As traffic deaths have increased, pedestrians, cyclists, and drivers in Chicago no longer feel secure crossing streets in their neighborhoods and driving on our city’s arterials and highways. It is time to rebalance transportation infrastructure to account for the changing transit patterns in our city.
● Complete Streets: I helped co-author and shepherd legislation to ensure Complete Streets help Chicago achieve its Vision Zero goal of zero pedestrian-vehicle fatalities and promise to continue expanding the Complete Streets vision across the City of Chicago. Complete Streets are streets designed so that everyone – people walking, taking the CTA bus/train, biking, or driving – can travel safely and comfortably along and across Chicago streets.
● Pedestrian and Slow Streets Infrastructure: I will prioritize pedestrian infrastructure proven to increase visibility and slow vehicular traffic such as street planters, curb bump outs, and raised crosswalks across the city targeting the most dangerous intersections, as well as placing a particular focus on slowing the side streets where families live, work, play and go to school.
● City Wide Speed Limit Reduction: I will work with community groups and the City Council to explore reducing the current 30 MPH speed limit in busy pedestrian and cycling corridors. Lowering the minimum speed limit in Chicago to slow down our streets will make our neighborhoods safer and prevent any more lives being lost in vehicular crashes.
V. Success requires strong partnerships at the State and Federal Level.
Chicago should play a leadership role in Springfield in creating transportation solutions for our city and the connected region. Until we prioritize modernizing our public transit service and infrastructure, we won’t be able to grow and thrive as a city. People need to be able to trust in their choices of transportation, and trust that the city hears their concerns and will work continuously to improve.
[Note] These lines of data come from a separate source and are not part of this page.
// Copyright 2025 eraflo
//
// Licensed under the Apache License, Version 2.0 (the "License");
// you may not use this file except in compliance with the License.
// You may obtain a copy of the License at
//
//     http://www.apache.org/licenses/LICENSE-2.0
//
// Unless required by applicable law or agreed to in writing, software
// distributed under the License is distributed on an "AS IS" BASIS,
// WITHOUT WARRANTIES OR CONDITIONS OF ANY KIND, either express or implied.
// See the License for the specific language governing permissions and
// limitations under the License.

//! Timing for directly self-recursive functions.
//!
//! Wrapping every level of a recursion in its own timer would report once per
//! call. A [`RecursiveTimer`] only times the outermost call of a chain, so a
//! recursion of any depth yields exactly one report per external call.

use crate::utils::timer::ScopedTimer;
use lapwatch_core::timing::{Stopwatch, TimerResult};
use std::cell::{Cell, Ref, RefCell};

/// Tracks whether the next call into a wrapped function is an outermost one.
///
/// The flag is shared by every call of the wrapped function, recursive ones
/// included. It uses `Cell` and is therefore not `Sync`: only one call chain
/// may be in flight per guard.
#[derive(Debug)]
pub struct RecursionGuard {
    is_outermost_call: Cell<bool>,
}

impl RecursionGuard {
    /// Creates a guard expecting an outermost call.
    pub fn new() -> Self {
        Self {
            is_outermost_call: Cell::new(true),
        }
    }

    /// `true` when no call chain is currently in flight.
    pub fn is_outermost_call(&self) -> bool {
        self.is_outermost_call.get()
    }

    /// Claims the outermost frame if no chain is in flight.
    ///
    /// The flag is restored when the returned frame is dropped, which happens
    /// when the outermost call finishes or unwinds. Nested calls get `None`.
    pub fn enter(&self) -> Option<OutermostFrame<'_>> {
        if self.is_outermost_call.replace(false) {
            Some(OutermostFrame { guard: self })
        } else {
            None
        }
    }
}

impl Default for RecursionGuard {
    fn default() -> Self {
        Self::new()
    }
}

/// The outermost call of a chain; dropping it ends the chain.
#[derive(Debug)]
pub struct OutermostFrame<'a> {
    guard: &'a RecursionGuard,
}

impl Drop for OutermostFrame<'_> {
    fn drop(&mut self) {
        self.guard.is_outermost_call.set(true);
    }
}

/// A stopwatch that times only the outermost call of a recursive chain.
///
/// The wrapped function routes each of its calls, recursive ones included,
/// through [`RecursiveTimer::enter`].
#[derive(Debug)]
pub struct RecursiveTimer {
    guard: RecursionGuard,
    stopwatch: RefCell<Stopwatch>,
}

impl RecursiveTimer {
    /// Times outermost calls with `stopwatch`.
    pub fn new(stopwatch: Stopwatch) -> Self {
        Self {
            guard: RecursionGuard::new(),
            stopwatch: RefCell::new(stopwatch),
        }
    }

    /// Runs one call of the wrapped function.
    ///
    /// The outermost call starts the stopwatch, runs `body` (and with it every
    /// nested call) and stops the stopwatch, which reports. Nested calls run
    /// `body` directly.
    pub fn enter<R>(&self, body: impl FnOnce() -> R) -> TimerResult<R> {
        let Some(_frame) = self.guard.enter() else {
            return Ok(body());
        };

        let mut stopwatch = self.stopwatch.borrow_mut();
        let scope = ScopedTimer::start(&mut stopwatch)?;
        let value = body();
        scope.finish()?;
        Ok(value)
    }

    /// The stopwatch; must not be called from inside [`RecursiveTimer::enter`].
    pub fn stopwatch(&self) -> Ref<'_, Stopwatch> {
        self.stopwatch.borrow()
    }

    /// The recursion guard.
    pub fn guard(&self) -> &RecursionGuard {
        &self.guard
    }

    /// Unwraps into the stopwatch.
    pub fn into_stopwatch(self) -> Stopwatch {
        self.stopwatch.into_inner()
    }
}

#[cfg(test)]
mod tests {
    use super::*;
    use lapwatch_core::clock::ManualClock;
    use lapwatch_core::timing::MemoryReporter;
    use std::panic::{self, AssertUnwindSafe};
    use std::sync::Arc;
    use std::time::Duration;

    fn timer() -> (RecursiveTimer, Arc<ManualClock>, MemoryReporter) {
        let clock = Arc::new(ManualClock::new());
        let reporter = MemoryReporter::new();
        let watch = Stopwatch::builder()
            .clock(clock.clone())
            .reporter(reporter.clone())
            .build()
            .unwrap();
        (RecursiveTimer::new(watch), clock, reporter)
    }

    fn countdown(timer: &RecursiveTimer, clock: &ManualClock, n: u32) -> TimerResult<u32> {
        timer.enter(|| -> TimerResult<u32> {
            clock.advance_ms(1);
            if n == 0 {
                Ok(0)
            } else {
                Ok(1 + countdown(timer, clock, n - 1)?)
            }
        })?
    }

    #[test]
    fn guard_hands_out_one_outermost_frame() {
        let guard = RecursionGuard::new();
        let frame = guard.enter();
        assert!(frame.is_some());
        assert!(!guard.is_outermost_call());
        assert!(guard.enter().is_none());

        drop(frame);
        assert!(guard.is_outermost_call());
    }

    #[test]
    fn one_report_per_external_call_at_any_depth() {
        let (timer, clock, reporter) = timer();

        for depth in [0, 1, 5, 20] {
            assert_eq!(countdown(&timer, &clock, depth).unwrap(), depth);
        }

        assert_eq!(reporter.count(), 4);
        assert_eq!(
            timer.stopwatch().trial_durations(),
            &[
                Duration::from_millis(1),
                Duration::from_millis(2),
                Duration::from_millis(6),
                Duration::from_millis(21),
            ]
        );
        assert!(timer.guard().is_outermost_call());
    }

    #[test]
    fn unwinding_outermost_call_resets_the_guard() {
        let (timer, clock, reporter) = timer();

        let result = panic::catch_unwind(AssertUnwindSafe(|| {
            timer.enter(|| {
                clock.advance_ms(4);
                panic!("recursion failed");
            })
        }));
        assert!(result.is_err());
        assert!(timer.guard().is_outermost_call());
        assert!(!timer.stopwatch().is_running());
        assert_eq!(reporter.count(), 1);

        assert_eq!(countdown(&timer, &clock, 2).unwrap(), 2);
        assert_eq!(reporter.count(), 2);
    }
}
● Intergovernmental Funding Approach: I will lead the fight on fundamentally changing the way we finance transit and infrastructure, so that funding is plentiful, stable, and spent equitably in Chicago and NE Illinois. My primary responsibility is to the people of Chicago and my administration will use all available means to fund transportation opportunities from the CTA and Metra to cyclist and pedestrian investments. I believe in a strong public transit system, and I will be in Washington DC and Springfield to support reforms that will guarantee great service and sustainable funding.
● Intentional City Department Coordination: I will ensure that the city departments of Housing, Planning, and Transportation coordinate their efforts with CTA, Metra and Pace to make transportation a priority in any new corridor streetscape, visioning, or development plans put forth by these departments and ensure departments coordinate to create Transit Oriented Developments and vibrant commercial districts around transit stops.
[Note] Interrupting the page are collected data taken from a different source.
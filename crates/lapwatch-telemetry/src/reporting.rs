// Copyright 2025 eraflo
//
// Licensed under the Apache License, Version 2.0 (the "License");
// you may not use this file except in compliance with the License.
// You may obtain a copy of the License at
//
//     http://www.apache.org/licenses/LICENSE-2.0
//
// Unless required by applicable law or agreed to in writing, software
// distributed under the License is distributed on an "AS IS" BASIS,
// WITHOUT WARRANTIES OR CONDITIONS OF ANY KIND, either express or implied.
// See the License for the specific language governing permissions and
// limitations under the License.

//! Reporter routing elapsed-time lines through the `log` facade.

use lapwatch_core::timing::Reporter;
use std::io;

/// Target used when none is given.
pub const DEFAULT_TARGET: &str = "lapwatch";

/// Emits every report line as a log record.
#[derive(Debug, Clone)]
pub struct LogReporter {
    level: log::Level,
    target: String,
}

impl LogReporter {
    /// Logs at `level` under the default target.
    pub fn new(level: log::Level) -> Self {
        Self {
            level,
            target: DEFAULT_TARGET.to_string(),
        }
    }

    /// Logs under `target` instead of the default one.
    pub fn with_target(mut self, target: impl Into<String>) -> Self {
        self.target = target.into();
        self
    }

    /// The level records are emitted at.
    pub fn level(&self) -> log::Level {
        self.level
    }

    /// The target records are emitted under.
    pub fn target(&self) -> &str {
        &self.target
    }
}

impl Default for LogReporter {
    fn default() -> Self {
        Self::new(log::Level::Info)
    }
}

impl Reporter for LogReporter {
    fn report(&mut self, line: &str) -> io::Result<()> {
        log::log!(target: self.target.as_str(), self.level, "{line}");
        Ok(())
    }
}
● Sustainable Transportation: Efficient public transit can help to reduce emissions and restore equity all at the same time. I believe in a strong public transit system, and I will be in Springfield to support reforms that will guarantee great service and sustainable funding. I will look to find ways where Chicago will support the efforts of Illinois toward electric vehicles and implementation of clean energy law, CEJA. – sustainability
● Regional Focus: The city must take an active leadership role in addressing the regional transit ridership and funding challenge recently announced by the RTA and CMAP. Chicago does not exist in isolation from the region, and we need regional solutions. In the next year a new plan and potential reorganization for regional transportation will be negotiated.
● Congestion Pricing: I will consider following the lead of cities like New York that have begun planning on how to implement congestion pricing measures. Congestion pricing would add a toll or fee to drive on Chicago area highways into the city which would help fund Chicago and regional transportation solutions. The revenue would have to be used as a way to encourage folks to travel into the city via public transit like Metra rail or by pace bus.
● Having Workers at the Table: I will commit to having a transit worker serve on the CTA Board.